---------- RECORDED DATA ----------

//! Report job lifecycle service.
//!
//! Owns the Generating -> Ready | Failed transition: generators only compute
//! an outcome, the service applies it to the job record exactly once and
//! persists it.

use std::sync::Arc;

use async_trait::async_trait;
use chrono::{Duration, Utc};
use log::{debug, error, warn};

use crate::constants::STALE_REPORT_HOURS;
use crate::errors::{Error, Result};
use crate::reports::{
    ReportError, ReportJob, ReportListFilter, ReportOutcome, ReportParams, ReportRegistry,
    ReportRequest, ReportServiceTrait, ReportStatus, ReportStatusInfo, ReportType,
    ReportTypeInfo,
};
use crate::reports::report_traits::{ReportGenerator, ReportJobRepositoryTrait};
use crate::tenants::{TenantConfigTrait, TenantContext};

pub struct ReportService {
    repository: Arc<dyn ReportJobRepositoryTrait>,
    tenants: Arc<dyn TenantConfigTrait>,
    registry: Arc<ReportRegistry>,
}

impl ReportService {
    pub fn new(
        repository: Arc<dyn ReportJobRepositoryTrait>,
        tenants: Arc<dyn TenantConfigTrait>,
        registry: Arc<ReportRegistry>,
    ) -> Self {
        ReportService {
            repository,
            tenants,
            registry,
        }
    }

    /// Triggers a report and runs its generation on a detached task
    /// (fire-and-forget). Returns the job in Generating state immediately.
    pub async fn start_report(
        self: &Arc<Self>,
        tenant: &TenantContext,
        params: ReportParams,
    ) -> Result<ReportJob> {
        let job = self.trigger_report(tenant, params).await?;
        self.spawn_generation(job.id.clone());
        Ok(job)
    }

    /// Runs [`ReportServiceTrait::generate_report`] on a background task.
    /// A failure to even persist the terminal state leaves the job in
    /// Generating; the staleness sweep in the listing path picks it up.
    pub fn spawn_generation(self: &Arc<Self>, job_id: String) {
        let service = Arc::clone(self);
        tokio::spawn(async move {
            if let Err(e) = service.generate_report(&job_id).await {
                error!("Report generation for job {} failed: {}", job_id, e);
            }
        });
    }

    /// Catalog of the available report types.
    pub fn report_types() -> Vec<ReportTypeInfo> {
        ReportType::all()
            .iter()
            .map(|t| ReportTypeInfo {
                code: t.code(),
                name: t.name().to_string(),
            })
            .collect()
    }

    /// Catalog of the job statuses.
    pub fn report_statuses() -> Vec<ReportStatusInfo> {
        [
            ReportStatus::Generating,
            ReportStatus::Ready,
            ReportStatus::Failed,
        ]
        .iter()
        .map(|s| ReportStatusInfo {
            code: s.code(),
            name: s.name().to_string(),
        })
        .collect()
    }

    fn apply_outcome(job: &mut ReportJob, outcome: Result<ReportOutcome>) -> Result<()> {
        match outcome {
            Ok(ReportOutcome::Ready(value)) => {
                job.status = ReportStatus::Ready;
                job.payload = Some(serde_json::to_string_pretty(&value)?);
            }
            Ok(ReportOutcome::Empty(message)) => {
                job.status = ReportStatus::Failed;
                job.payload = Some(message);
            }
            Err(e) => {
                // Catch-all: an unexpected generator error must not leave the
                // job stuck in Generating.
                warn!("Report job {} failed: {}", job.id, e);
                job.status = ReportStatus::Failed;
                job.payload = Some(e.to_string());
            }
        }
        job.generated_at = Some(Utc::now());
        Ok(())
    }

    fn prepare_request(&self, job: &ReportJob) -> Result<(Arc<dyn ReportGenerator>, ReportRequest)> {
        let tenant = self.tenants.get_tenant(&job.tenant_id)?;
        let generator = self.registry.get(job.report_type)?;
        let request = ReportRequest {
            tenant,
            params: job.params.clone(),
        };
        Ok((generator, request))
    }
}

#[async_trait]
impl ReportServiceTrait for ReportService {
    async fn trigger_report(
        &self,
        tenant: &TenantContext,
        params: ReportParams,
    ) -> Result<ReportJob> {
        let job = ReportJob::new(tenant.id.clone(), params);
        debug!(
            "Triggering {} report {} for tenant {}",
            job.report_type, job.id, tenant.id
        );
        self.repository.insert_report_job(&job).await
    }

    async fn generate_report(&self, job_id: &str) -> Result<ReportJob> {
        let mut job = self.repository.get_report_job(job_id)?;

        // Everything past loading the job feeds the catch-all: a tenant
        // lookup failure or an unregistered type must land the job in
        // Failed, not leave it Generating.
        let outcome = match self.prepare_request(&job) {
            Ok((generator, request)) => {
                // Generators are blocking collection processing (and the
                // quarter one runs its own worker pool), so they get a
                // blocking thread.
                match tokio::task::spawn_blocking(move || generator.execute(&request)).await {
                    Ok(result) => result,
                    Err(join_error) => Err(Error::Unexpected(format!(
                        "report generator panicked: {join_error}"
                    ))),
                }
            }
            Err(e) => Err(e),
        };

        Self::apply_outcome(&mut job, outcome)?;
        self.repository.update_report_job(&job).await
    }

    async fn list_reports(
        &self,
        tenant_id: &str,
        filter: &ReportListFilter,
    ) -> Result<Vec<ReportJob>> {
        let mut jobs = self.repository.list_report_jobs(tenant_id, filter)?;

        // Lazy staleness sweep: a worker crash leaves a job in Generating
        // forever; the listing path reclassifies it after the window.
        let cutoff = Utc::now() - Duration::hours(STALE_REPORT_HOURS);
        for job in jobs.iter_mut() {
            if job.status == ReportStatus::Generating && job.requested_at < cutoff {
                warn!("Reclassifying stale report job {} to Failed", job.id);
                job.status = ReportStatus::Failed;
                self.repository.update_report_job(job).await?;
            }
        }

        Ok(jobs)
    }

    fn get_report(&self, job_id: &str) -> Result<ReportJob> {
        self.repository.get_report_job(job_id)
    }

    fn get_report_data(&self, job_id: &str) -> Result<serde_json::Value> {
        let job = self.repository.get_report_job(job_id)?;
        if job.status != ReportStatus::Ready {
            return Err(ReportError::NotDownloadable(job_id.to_string()).into());
        }
        let payload = job
            .payload
            .ok_or_else(|| ReportError::BrokenData(job_id.to_string()))?;
        serde_json::from_str(&payload)
            .map_err(|_| ReportError::BrokenData(job_id.to_string()).into())
    }
}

----------

## DIRECTIONS
Copy every line that includes the string "tenants" from the material above.

## EXERCISE OUTPUT
use crate::tenants::{TenantConfigTrait, TenantContext};
    tenants: Arc<dyn TenantConfigTrait>,
        tenants: Arc<dyn TenantConfigTrait>,
            tenants,
        let tenant = self.tenants.get_tenant(&job.tenant_id)?;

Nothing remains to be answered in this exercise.